Arrange where it sits relative to your main screen in System Settings → Displays (drag the blue rectangles), then drag windows onto it to push them to the tablet.
The first capture triggers a system prompt: System Settings → Privacy & Security → Screen Recording → enable your terminal (Terminal.app / iTerm) or Python. You may need to restart the terminal afterward. Without this, frames come back black.
List displays:
python -m app.cli list-displaysAvailable displays:
[0] Built-in Display 2560x1600 at (0, 0)
[1] Virtual 16:10 1920x1200 at (-1920, 0)
Index
0is the first display (usually built-in). A virtual display (BetterDisplay, a dummy HDMI plug, etc.) shows up as its own index with its name — pick that index to stream only the virtual monitor.
Start streaming the virtual display at 60 fps:
python -m app.cli start --display 1 --port 8080 --fps 60 --quality 80 Ghost Monitor
display : 1
fps : 60
quality : 80
Open this URL on your Android tablet:
http://192.168.1.50:8080
(local: http://127.0.0.1:8080)
Press Ctrl+C to stop.
Type that URL into the tablet's browser, tap ⛶ Fullscreen for an immersive, chrome-free view.
| Flag | Default | Meaning |
|---|---|---|
--display |
0 |
Display index (see list-displays). |
--port |
8080 |
Server port. |
--fps |
30 |
Target frames/sec. |
--quality |
80 |
JPEG quality 1–100. Lower = less bandwidth. |
--max-width |
none | Downscale frames wider than N px to save bandwidth. |
--host |
0.0.0.0 |
Bind address. |
A 4K display at 30 fps is a lot of pixels.
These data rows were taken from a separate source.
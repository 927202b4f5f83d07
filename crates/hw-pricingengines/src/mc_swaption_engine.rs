//! Monte Carlo pricing of the European swaption.
//!
//! The option is exercised at the first tenor date `τ`. On every path the
//! payoff `max(V(τ), 0)` is discounted with the simulated short rate over the
//! periods before exercise, and the estimate is the plain path average.

use crate::swap_valuator::{SwapValueMatrix, SwapValuator};
use hw_core::{Price, Real, Result, Size, Time};
use hw_instruments::SwaptionSpec;
use hw_math::Statistics;
use hw_methods::{
    ForwardRateAggregator, ForwardRateMatrix, MonteCarloSettings, PathEnsemble, ShortRateSimulator,
};
use hw_models::HullWhite;
use rayon::prelude::*;
use tracing::{info, instrument};

/// Outcome of a Monte Carlo pricing run.
#[derive(Debug, Clone, Copy, PartialEq)]
pub struct McSwaptionResult {
    /// Mean discounted payoff over all paths.
    pub estimate: Price,
    /// Standard error of the estimate, measured on antithetic pair averages.
    pub std_error: Real,
    /// Number of simulated paths.
    pub paths: Size,
    /// Exercise date of the option.
    pub exercise_time: Time,
}

/// Averages discounted European payoffs.
#[derive(Debug, Clone, Copy)]
pub struct SwaptionMonteCarloEstimator {
    exercise_time: Time,
    exercise_periods: Size,
}

impl SwaptionMonteCarloEstimator {
    /// Estimator for exercise at the first tenor date of `spec`.
    pub fn european(spec: &SwaptionSpec) -> Self {
        let exercise_time = spec.european_exercise_time();
        Self {
            exercise_time,
            exercise_periods: (exercise_time / spec.tenor).round() as Size,
        }
    }

    /// Discounted payoff of every path, in path order.
    pub fn discounted_payoffs(
        &self,
        swaps: &SwapValueMatrix,
        forwards: &ForwardRateMatrix,
    ) -> Result<Vec<Real>> {
        hw_core::ensure!(
            swaps.paths() == forwards.paths(),
            "swap values cover {} paths but discount exponents cover {}",
            swaps.paths(),
            forwards.paths()
        );
        hw_core::ensure!(
            forwards.periods() >= self.exercise_periods,
            "need {} discount periods, got {}",
            self.exercise_periods,
            forwards.periods()
        );
        Ok((0..swaps.paths())
            .into_par_iter()
            .map(|p| swaps.value(p, 0).max(0.0) * forwards.discount(p, self.exercise_periods))
            .collect())
    }

    /// Estimate the swaption value.
    ///
    /// Paths `i` and `i + n/2` are antithetic partners; the standard error is
    /// computed on their averages, which are independent.
    pub fn estimate(
        &self,
        swaps: &SwapValueMatrix,
        forwards: &ForwardRateMatrix,
    ) -> Result<McSwaptionResult> {
        let payoffs = self.discounted_payoffs(swaps, forwards)?;
        let n = payoffs.len();
        hw_core::ensure!(n > 0 && n % 2 == 0, "antithetic estimate needs an even path count, got {n}");

        let half = n / 2;
        let mut pairs = Statistics::new();
        pairs.extend((0..half).map(|i| 0.5 * (payoffs[i] + payoffs[i + half])));

        Ok(McSwaptionResult {
            estimate: payoffs.iter().sum::<Real>() / n as Real,
            std_error: pairs.error_estimate().unwrap_or(0.0),
            paths: n,
            exercise_time: self.exercise_time,
        })
    }
}

/// Runs the whole simulation pipeline for one swaption:
/// short rates → discount exponents and swap values → estimate.
#[derive(Debug, Clone)]
pub struct MonteCarloSwaptionEngine<'a> {
    model: &'a HullWhite,
    spec: SwaptionSpec,
    settings: MonteCarloSettings,
}

impl<'a> MonteCarloSwaptionEngine<'a> {
    /// Create the engine.
    pub fn new(model: &'a HullWhite, spec: SwaptionSpec, settings: MonteCarloSettings) -> Result<Self> {
        spec.validate()?;
        settings.validate()?;
        Ok(Self {
            model,
            spec,
            settings,
        })
    }

    /// Simulate with the configured seed and price.
    #[instrument(skip_all, fields(paths = self.settings.paths, seed = self.settings.seed))]
    pub fn calculate(&self) -> Result<McSwaptionResult> {
        let ensemble = ShortRateSimulator::new(self.model.process(), self.settings)?.simulate()?;
        self.calculate_on(&ensemble)
    }

    /// Price on an already simulated ensemble.
    ///
    /// The standard error assumes paths `i` and `i + n/2` were driven by
    /// negated shocks, as [`ShockMatrix::generate`] and
    /// [`ShockMatrix::from_half`] guarantee.
    ///
    /// [`ShockMatrix::generate`]: hw_methods::ShockMatrix::generate
    /// [`ShockMatrix::from_half`]: hw_methods::ShockMatrix::from_half
    pub fn calculate_on(&self, ensemble: &PathEnsemble) -> Result<McSwaptionResult> {
        let forwards =
            ForwardRateAggregator::new(self.spec.tenor, self.spec.periods())?.aggregate(ensemble)?;
        let swaps = SwapValuator::new(self.model, self.spec)?.value(ensemble)?;
        let result = SwaptionMonteCarloEstimator::european(&self.spec).estimate(&swaps, &forwards)?;
        info!(
            estimate = result.estimate,
            std_error = result.std_error,
            paths = result.paths,
            "monte carlo swaption estimate"
        );
        Ok(result)
    }
}

#[cfg(test)]
mod tests {
    use super::*;
    use approx::assert_abs_diff_eq;
    use hw_math::PathMatrix;
    use hw_methods::ShockMatrix;
    use hw_models::ModelParameters;
    use hw_termstructures::{YieldCurve, YieldTermStructure};
    use std::sync::Arc;

    fn model(sigma: Real) -> HullWhite {
        let curve: Arc<dyn YieldTermStructure> = Arc::new(YieldCurve::flat(0.04).unwrap());
        HullWhite::new(curve, ModelParameters::new(0.01, sigma, 0.04).unwrap()).unwrap()
    }

    fn settings(paths: Size) -> MonteCarloSettings {
        MonteCarloSettings {
            paths,
            steps_per_year: 50,
            horizon: 5.0,
            seed: 17,
        }
    }

    #[test]
    fn estimate_is_the_mean_of_discounted_positive_parts() {
        let hw = model(0.01);
        let spec = SwaptionSpec::default();
        let engine = MonteCarloSwaptionEngine::new(&hw, spec, settings(200)).unwrap();
        let ensemble = ShortRateSimulator::new(hw.process(), settings(200))
            .unwrap()
            .simulate()
            .unwrap();
        let result = engine.calculate_on(&ensemble).unwrap();

        let swaps = SwapValuator::new(&hw, spec).unwrap().value(&ensemble).unwrap();
        let fwd = ForwardRateAggregator::new(0.5, 10).unwrap().aggregate(&ensemble).unwrap();
        let manual: Real = (0..200)
            .map(|p| swaps.value(p, 0).max(0.0) * (-fwd.exponent(p, 0)).exp())
            .sum::<Real>()
            / 200.0;
        assert_abs_diff_eq!(result.estimate, manual, epsilon = 1e-15);
        assert_eq!(result.paths, 200);
        assert_eq!(result.exercise_time, 0.5);
        assert!(result.std_error > 0.0);
    }

    #[test]
    fn same_seed_same_estimate() {
        let hw = model(0.01);
        let engine = MonteCarloSwaptionEngine::new(&hw, SwaptionSpec::default(), settings(100)).unwrap();
        assert_eq!(engine.calculate().unwrap(), engine.calculate().unwrap());
    }

    #[test]
    fn deep_out_of_the_money_is_worthless() {
        let hw = model(0.001);
        let spec = SwaptionSpec::new(5.0, 0.5, 1.0, 0.0).unwrap();
        let result = MonteCarloSwaptionEngine::new(&hw, spec, settings(100))
            .unwrap()
            .calculate()
            .unwrap();
        assert_eq!(result.estimate, 0.0);
        assert_eq!(result.std_error, 0.0);
    }

    #[test]
    fn zero_shocks_give_the_intrinsic_value() {
        let hw = model(0.01);
        let spec = SwaptionSpec::new(5.0, 0.5, 1.0, 0.05).unwrap();
        let shocks = ShockMatrix::from_matrix(PathMatrix::zeros(2, 250)).unwrap();
        let ensemble = ShortRateSimulator::new(hw.process(), settings(2))
            .unwrap()
            .simulate_with_shocks(&shocks)
            .unwrap();
        let result = MonteCarloSwaptionEngine::new(&hw, spec, settings(2))
            .unwrap()
            .calculate_on(&ensemble)
            .unwrap();
        assert!(result.estimate > 0.0);
        assert_eq!(result.std_error, 0.0);
    }

    #[test]
    fn mismatched_inputs_are_rejected() {
        let hw = model(0.01);
        let spec = SwaptionSpec::default();
        let small = ShortRateSimulator::new(hw.process(), settings(2)).unwrap().simulate().unwrap();
        let large = ShortRateSimulator::new(hw.process(), settings(4)).unwrap().simulate().unwrap();
        let swaps = SwapValuator::new(&hw, spec).unwrap().value(&small).unwrap();
        let fwd = ForwardRateAggregator::new(0.5, 10).unwrap().aggregate(&large).unwrap();
        assert!(SwaptionMonteCarloEstimator::european(&spec).estimate(&swaps, &fwd).is_err());
    }
}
If the stream lags on Wi-Fi:
- Drop
--qualityto ~60. - Add
--max-width 1920(or1280) to downscale. - Lower
--fpsto 20.
GET /— the web receiver page.GET /stream— the MJPEG stream.GET /snapshot.jpg— single latest frame (handy for debugging).GET /healthz— JSON status / frame readiness.
- Black frames → Screen Recording permission not granted; re-check Settings and restart the terminal.
- Tablet can't connect → Mac and tablet must be on the same Wi-Fi/LAN; a macOS firewall may block the port (System Settings → Network → Firewall).
- Stream freezes then resumes → expected on brief Wi-Fi drops; the client auto-reconnects.
- The capture thread keeps only the newest frame, so slow clients never accumulate latency — they just skip ahead.
- Plain HTTP only (LAN use). Don't expose this to the public internet.